* [Exercise objective] One number is the whole answer: the tally of lines in the records that include the word "match".
Start of Material provided
//! Session errors
//!
//! Fail fast - no retries, no queuing. Let the caller decide.

use thiserror::Error;

/// Result type for session operations
pub type Result<T> = std::result::Result<T, SessionError>;

#[derive(Error, Debug)]
pub enum SessionError {
    #[error("WebSocket error: {0}")]
    WebSocket(#[from] tokio_tungstenite::tungstenite::Error),

    #[error("JSON error: {0}")]
    Json(#[from] serde_json::Error),

    #[error("DOM error: {0}")]
    Dom(#[from] dom::DomError),

    #[error("IO error: {0}")]
    Io(#[from] std::io::Error),

    #[error("Invalid URL: {0}")]
    InvalidUrl(String),

    #[error("Handler `{handler}` failed: {message}")]
    Handler { handler: String, message: String },

    #[error("Connection closed")]
    Closed,
}

impl SessionError {
    pub fn handler(handler: impl Into<String>, message: impl Into<String>) -> Self {
        Self::Handler {
            handler: handler.into(),
            message: message.into(),
        }
    }
}
//! Replica client - clicks the counter a few times and prints the replica
//!
//! Start `counter_server` first. The template below must match the server's.

use session::{ReplicaClient, TriggerEvent};

const TEMPLATE: &str = "<!DOCTYPE html><html><head><title>Counter</title></head>\
    <body><h1>Counter</h1><div id=\"counter\" sc-click=\"increment\">0</div></body></html>";

#[tokio::main]
async fn main() -> Result<(), Box<dyn std::error::Error>> {
    tracing_subscriber::fmt::init();

    let url = std::env::args()
        .nth(1)
        .unwrap_or_else(|| "ws://127.0.0.1:8080".to_string());

    let mut replica = ReplicaClient::connect(&url, TEMPLATE).await?;
    println!("Connected to {}", url);

    for _ in 0..3 {
        let applied = replica.trigger(&TriggerEvent::click("increment")).await?;
        println!("Applied {} records", applied);
    }

    if let Some(counter) = replica.document().body().by_id("counter") {
        println!("Counter: {}", counter.text_content()?);
    }
    println!("{}", replica.document().render()?);

    replica.close().await?;
    Ok(())
}
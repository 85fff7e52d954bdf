//! Markup parser - build arena nodes from HTML text
//!
//! Handles the subset of HTML the sync protocol needs: elements with
//! quoted, unquoted and boolean attributes, void and self-closing tags,
//! raw-text `script`/`style`, comments, doctype and character references.
//! An end tag closes up to its nearest open match; a stray end tag is
//! dropped; end of input closes everything still open.
//!
//! It is deliberately not an HTML5 tree builder. No implicit `<p>` closing
//! and no foster parenting, which keeps `parse(render(n))` structurally
//! equal to `n` for every tree this parser produces.

use crate::arena::DomArena;
use crate::error::{DomError, Result};
use crate::serializer::{is_raw_text, is_void};
use crate::types::{Attribute, DomNode, NodeId, NodeType};
use crate::utils::decode_entities;
use serde::{Deserialize, Serialize};

/// Configuration for the parser
#[derive(Debug, Clone, PartialEq, Eq, Serialize, Deserialize)]
pub struct ParserConfig {
    /// Maximum element nesting depth
    pub max_depth: usize,
}

impl Default for ParserConfig {
    fn default() -> Self {
        Self { max_depth: 512 }
    }
}

#[derive(Debug, Clone, Default)]
pub struct DomParser {
    config: ParserConfig,
}

impl DomParser {
    pub fn new() -> Self {
        Self::with_config(ParserConfig::default())
    }

    pub fn with_config(config: ParserConfig) -> Self {
        Self { config }
    }

    pub fn config(&self) -> &ParserConfig {
        &self.config
    }

    /// Parse a fragment holding exactly one top-level node into `arena`.
    ///
    /// The node comes back detached. Empty markup is an empty text node, so
    /// that every node the serializer can emit parses back to one node.
    pub fn parse_fragment(&self, arena: &mut DomArena, markup: &str) -> Result<NodeId> {
        if markup.is_empty() {
            return Ok(arena.add_node(DomNode::text("")));
        }

        let nodes = self.parse_fragment_nodes(arena, markup)?;
        match nodes.as_slice() {
            [single] => Ok(*single),
            _ => Err(DomError::Parse {
                offset: 0,
                message: format!(
                    "fragment has {} top-level nodes, expected exactly one",
                    nodes.len()
                ),
            }),
        }
    }

    /// Parse a fragment into detached top-level nodes, in document order.
    pub fn parse_fragment_nodes(&self, arena: &mut DomArena, markup: &str) -> Result<Vec<NodeId>> {
        let container = arena.add_node(DomNode::fragment());
        TreeBuilder::new(arena, markup, container, self.config.max_depth).run()?;

        let nodes: Vec<NodeId> = arena.children(container).collect();
        for &node in &nodes {
            arena.detach(node)?;
        }
        Ok(nodes)
    }

    /// Parse a whole document into a fresh arena.
    pub fn parse_document(&self, markup: &str) -> Result<(DomArena, NodeId)> {
        let mut arena = DomArena::with_capacity(markup.len() / 8 + 16);
        let doc = self.parse_document_into(&mut arena, markup)?;
        Ok((arena, doc))
    }

    /// Parse a document under a new `#document` node.
    ///
    /// Content without an `<html>` element is wrapped in a synthesized
    /// `html > (head, body)`; an `<html>` lacking head or body gets them.
    pub fn parse_document_into(&self, arena: &mut DomArena, markup: &str) -> Result<NodeId> {
        let doc = arena.add_node(DomNode::document());
        TreeBuilder::new(arena, markup, doc, self.config.max_depth).run()?;
        normalize_document(arena, doc)?;
        Ok(doc)
    }
}

fn find_child_element(arena: &DomArena, parent: NodeId, tag: &str) -> Option<NodeId> {
    arena
        .children(parent)
        .find(|&c| arena.get(c).ok().and_then(|n| n.tag_name()) == Some(tag))
}

fn normalize_document(arena: &mut DomArena, doc: NodeId) -> Result<()> {
    let html = match find_child_element(arena, doc, "html") {
        Some(html) => html,
        None => {
            let html = arena.add_node(DomNode::element("html"));
            let content: Vec<NodeId> = arena
                .children(doc)
                .filter(|&c| {
                    arena
                        .get(c)
                        .map(|n| n.node_type != NodeType::DocumentType)
                        .unwrap_or(false)
                })
                .collect();
            for node in content {
                arena.append_child(html, node)?;
            }
            arena.append_child(doc, html)?;
            html
        }
    };

    if find_child_element(arena, html, "body").is_none() {
        let body = arena.add_node(DomNode::element("body"));
        let content: Vec<NodeId> = arena
            .children(html)
            .filter(|&c| arena.get(c).ok().and_then(|n| n.tag_name()) != Some("head"))
            .collect();
        for node in content {
            arena.append_child(body, node)?;
        }
        arena.append_child(html, body)?;
    }

    if find_child_element(arena, html, "head").is_none() {
        let head = arena.add_node(DomNode::element("head"));
        arena.insert_child(html, head, 0)?;
    }

    Ok(())
}

/// Single-pass tokenizer + tree builder over a stack of open nodes
struct TreeBuilder<'a> {
    arena: &'a mut DomArena,
    input: &'a str,
    pos: usize,
    /// Open nodes; index 0 is the container and is never popped
    stack: Vec<NodeId>,
    max_depth: usize,
}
End of Material provided
* [Written reply] 4